This is very odd behavior, and the even weirder part is that the config file in /etc/pulse is unmodified. The one from rootfs does NOT replace the one from the image. The correct one from the image is placed in new Jetson, as expected.

The workaround for the time being can be just to simply remove the library from rootfs, which results in the correct file being used, but not root causing the issue is obviously not ideal, as who knows what other files this may pertain to.

I just re-flashed with both the rootfs library in place as well as the image’s in place, and the correct one winded up on the new Jetson. I might as well throw all my results out the window now. I have no idea what’s going on :(.

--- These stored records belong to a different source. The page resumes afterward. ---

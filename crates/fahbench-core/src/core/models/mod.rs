pub mod integrator;
pub mod state;
pub mod system;
pub mod workunit;
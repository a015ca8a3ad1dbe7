pub mod devices;
pub mod run;
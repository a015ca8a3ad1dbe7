use crate::core::models::workunit::WorkUnit;
use crate::core::validation::Tolerances;
use crate::engine::platform::Precision;
use std::env;
use std::io;
use std::path::{Path, PathBuf};
use std::time::Duration;
use thiserror::Error;

pub const DEFAULT_WORK_UNIT: &str = "dhfr";
pub const DEFAULT_PLATFORM: &str = "OpenCL";
pub const DEFAULT_RUN_LENGTH: Duration = Duration::from_secs(60);

pub const PLUGIN_DIR_ENV: &str = "FAHBENCH_PLUGIN_DIR";
pub const WORKUNIT_DIR_ENV: &str = "FAHBENCH_WORKUNIT_DIR";

#[cfg(windows)]
const PLUGIN_DIR_FROM_EXE: &str = "plugins";
#[cfg(not(windows))]
const PLUGIN_DIR_FROM_EXE: &str = "../lib/fahbench/plugins";

#[cfg(windows)]
const WORKUNIT_DIR_FROM_EXE: &str = "workunits";
#[cfg(not(windows))]
const WORKUNIT_DIR_FROM_EXE: &str = "../share/fahbench/workunits";

#[derive(Debug, Error)]
pub enum ConfigError {
    #[error("Missing required parameter: {0}")]
    MissingParameter(&'static str),

    #[error("Invalid value for {parameter}: {reason}")]
    InvalidParameter {
        parameter: &'static str,
        reason: String,
    },

    #[error("Cannot locate the running executable: {0}")]
    Executable(#[source] io::Error),
}

/// Locations of the plugin directory and the work-unit root.
#[derive(Debug, Clone, PartialEq, Eq)]
pub struct BenchPaths {
    pub plugin_dir: PathBuf,
    pub workunit_dir: PathBuf,
}

impl BenchPaths {
    /// Resolves both directories from the environment, falling back to
    /// locations relative to the running executable.
    pub fn resolve() -> Result<Self, ConfigError> {
        let exe_dir = executable_dir();
        let pick = |var: &str, relative: &str| -> Result<PathBuf, ConfigError> {
            match env::var_os(var) {
                Some(value) if !value.is_empty() => Ok(PathBuf::from(value)),
                _ => exe_dir
                    .as_ref()
                    .map(|dir| normalize(&dir.join(relative)))
                    .map_err(|e| ConfigError::Executable(io::Error::new(e.kind(), e.to_string()))),
            }
        };
        Ok(Self {
            plugin_dir: pick(PLUGIN_DIR_ENV, PLUGIN_DIR_FROM_EXE)?,
            workunit_dir: pick(WORKUNIT_DIR_ENV, WORKUNIT_DIR_FROM_EXE)?,
        })
    }
}

fn executable_dir() -> io::Result<PathBuf> {
    let exe = env::current_exe()?;
    exe.parent()
        .map(Path::to_path_buf)
        .ok_or_else(|| io::Error::new(io::ErrorKind::NotFound, "executable has no parent directory"))
}

/// Canonicalizes when the path exists, so summaries show a clean path.
fn normalize(path: &Path) -> PathBuf {
    path.canonicalize().unwrap_or_else(|_| path.to_path_buf())
}

/// Everything that determines a benchmark run.
#[derive(Debug, Clone, PartialEq)]
pub struct SimulationConfig {
    pub work_unit: WorkUnit,
    pub platform: String,
    pub precision: Precision,
    pub device_index: u32,
    /// Sub-platform index for backends that group devices.
    pub platform_index: u32,
    pub verify_accuracy: bool,
    /// Steps between mid-run NaN scans; 0 disables them.
    pub nan_check_interval: u32,
    pub run_length: Duration,
    pub plugin_dir: PathBuf,
    pub tolerances: Tolerances,
}

impl SimulationConfig {
    pub fn builder() -> SimulationConfigBuilder {
        SimulationConfigBuilder::new()
    }
}

#[derive(Default)]
pub struct SimulationConfigBuilder {
    work_unit: Option<WorkUnit>,
    platform: Option<String>,
    precision: Option<Precision>,
    device_index: Option<u32>,
    platform_index: Option<u32>,
    verify_accuracy: Option<bool>,
    nan_check_interval: Option<u32>,
    run_length: Option<Duration>,
    plugin_dir: Option<PathBuf>,
    tolerances: Option<Tolerances>,
}

impl SimulationConfigBuilder {
    pub fn new() -> Self {
        Self::default()
    }

    pub fn work_unit(mut self, work_unit: WorkUnit) -> Self {
        self.work_unit = Some(work_unit);
        self
    }
    pub fn platform(mut self, platform: impl Into<String>) -> Self {
        self.platform = Some(platform.into());
        self
    }
    pub fn precision(mut self, precision: Precision) -> Self {
        self.precision = Some(precision);
        self
    }
    pub fn device_index(mut self, index: u32) -> Self {
        self.device_index = Some(index);
        self
    }
    pub fn platform_index(mut self, index: u32) -> Self {
        self.platform_index = Some(index);
        self
    }
    pub fn verify_accuracy(mut self, enabled: bool) -> Self {
        self.verify_accuracy = Some(enabled);
        self
    }
    pub fn nan_check_interval(mut self, steps: u32) -> Self {
        self.nan_check_interval = Some(steps);
        self
    }
    pub fn run_length(mut self, run_length: Duration) -> Self {
        self.run_length = Some(run_length);
        self
    }
    pub fn plugin_dir(mut self, dir: PathBuf) -> Self {
        self.plugin_dir = Some(dir);
        self
    }
    pub fn tolerances(mut self, tolerances: Tolerances) -> Self {
        self.tolerances = Some(tolerances);
        self
    }

    pub fn build(self) -> Result<SimulationConfig, ConfigError> {
        let run_length = self.run_length.unwrap_or(DEFAULT_RUN_LENGTH);
        if run_length.is_zero() {
            return Err(ConfigError::InvalidParameter {
                parameter: "run_length",
                reason: "must be positive".to_string(),
            });
        }
        let plugin_dir = match self.plugin_dir {
            Some(dir) => dir,
            None => BenchPaths::resolve()?.plugin_dir,
        };
        Ok(SimulationConfig {
            work_unit: self
                .work_unit
                .ok_or(ConfigError::MissingParameter("work_unit"))?,
            platform: self
                .platform
                .unwrap_or_else(|| DEFAULT_PLATFORM.to_string()),
            precision: self.precision.unwrap_or_default(),
            device_index: self.device_index.unwrap_or(0),
            platform_index: self.platform_index.unwrap_or(0),
            verify_accuracy: self.verify_accuracy.unwrap_or(true),
            nan_check_interval: self.nan_check_interval.unwrap_or(0),
            run_length,
            plugin_dir,
            tolerances: self.tolerances.unwrap_or_default(),
        })
    }
}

Flash should never touch the “rootfs/” subdirectory as a source when using the existing system.img. What you are describing does remind me of something though. If the ext4 mount has detected possible corruption, then it replays the journal in reverse and removes the changes which got to the corrupted state. It isn’t all that different from a database doing a rollback of a transaction.

Recreating things may remove the corruption. That corruption can exist on either the host or within the loopback mounted system (this latter is by far more likely…but if the host used inodes on its disk which somehow were corrupt and this transferred into the image then host side corruption could also get in the way), especially if the Jetson the clone started from was shut down improperly before cloning…the journal and the corruption would be cloned as well, and loading onto the Jetson would imply the journal and everything leading up to the corruption would be in place and ready for replay. If the system had the original file in place, then a copy of the new lib added which for some reason causes rollback of the journal, then you would get exactly what you see and it would only appear to have used the version from “rootfs/”.

FYI, when I go to study a cloned rootfs I generally mount with “-o ro” for read-only. If you know which loopback device is covering your image, then you can also run “sudo fsck.ext4 /dev/loop0” (or whichever loopback device it is). If the image file has not yet been covered by loopback, then you can “sudo losetup -f” to see the next unused loop device (sudo causes it to also be created if it didn’t exist), then cover the file with losetup and run fsck.ext4 on that loop device number.

It would be interesting to see if fsck.ext4 likes your loopback mounted image (and remember that whenever you mount this image on your host this too can alter the image by replaying the journal and mount count).

Hmm, the journals are a good point. I agree with the point that rootfs/ shouldn’t be touched after the image is made. I think what I saw was just a coincidence, as it seems given that I was using the same image, unchanged and unmodified, I saw the first flash give the 160KB version, and subsequent flashes have the 100KB version. I don’t believe I did anything to cause that change.

Also, it’s probably important to mention, some of these Jetsons aren’t new. Some are running old images (some very old) and what-not. So many of them aren’t getting flashed from “scratch” per-se, but rather flashed right on top of what was there. Could this have any impact? We were presuming it would not since we’re assuming it’s a byte-byte copy, but there’s no “erase” step that we should do or anything prior to flashing, right?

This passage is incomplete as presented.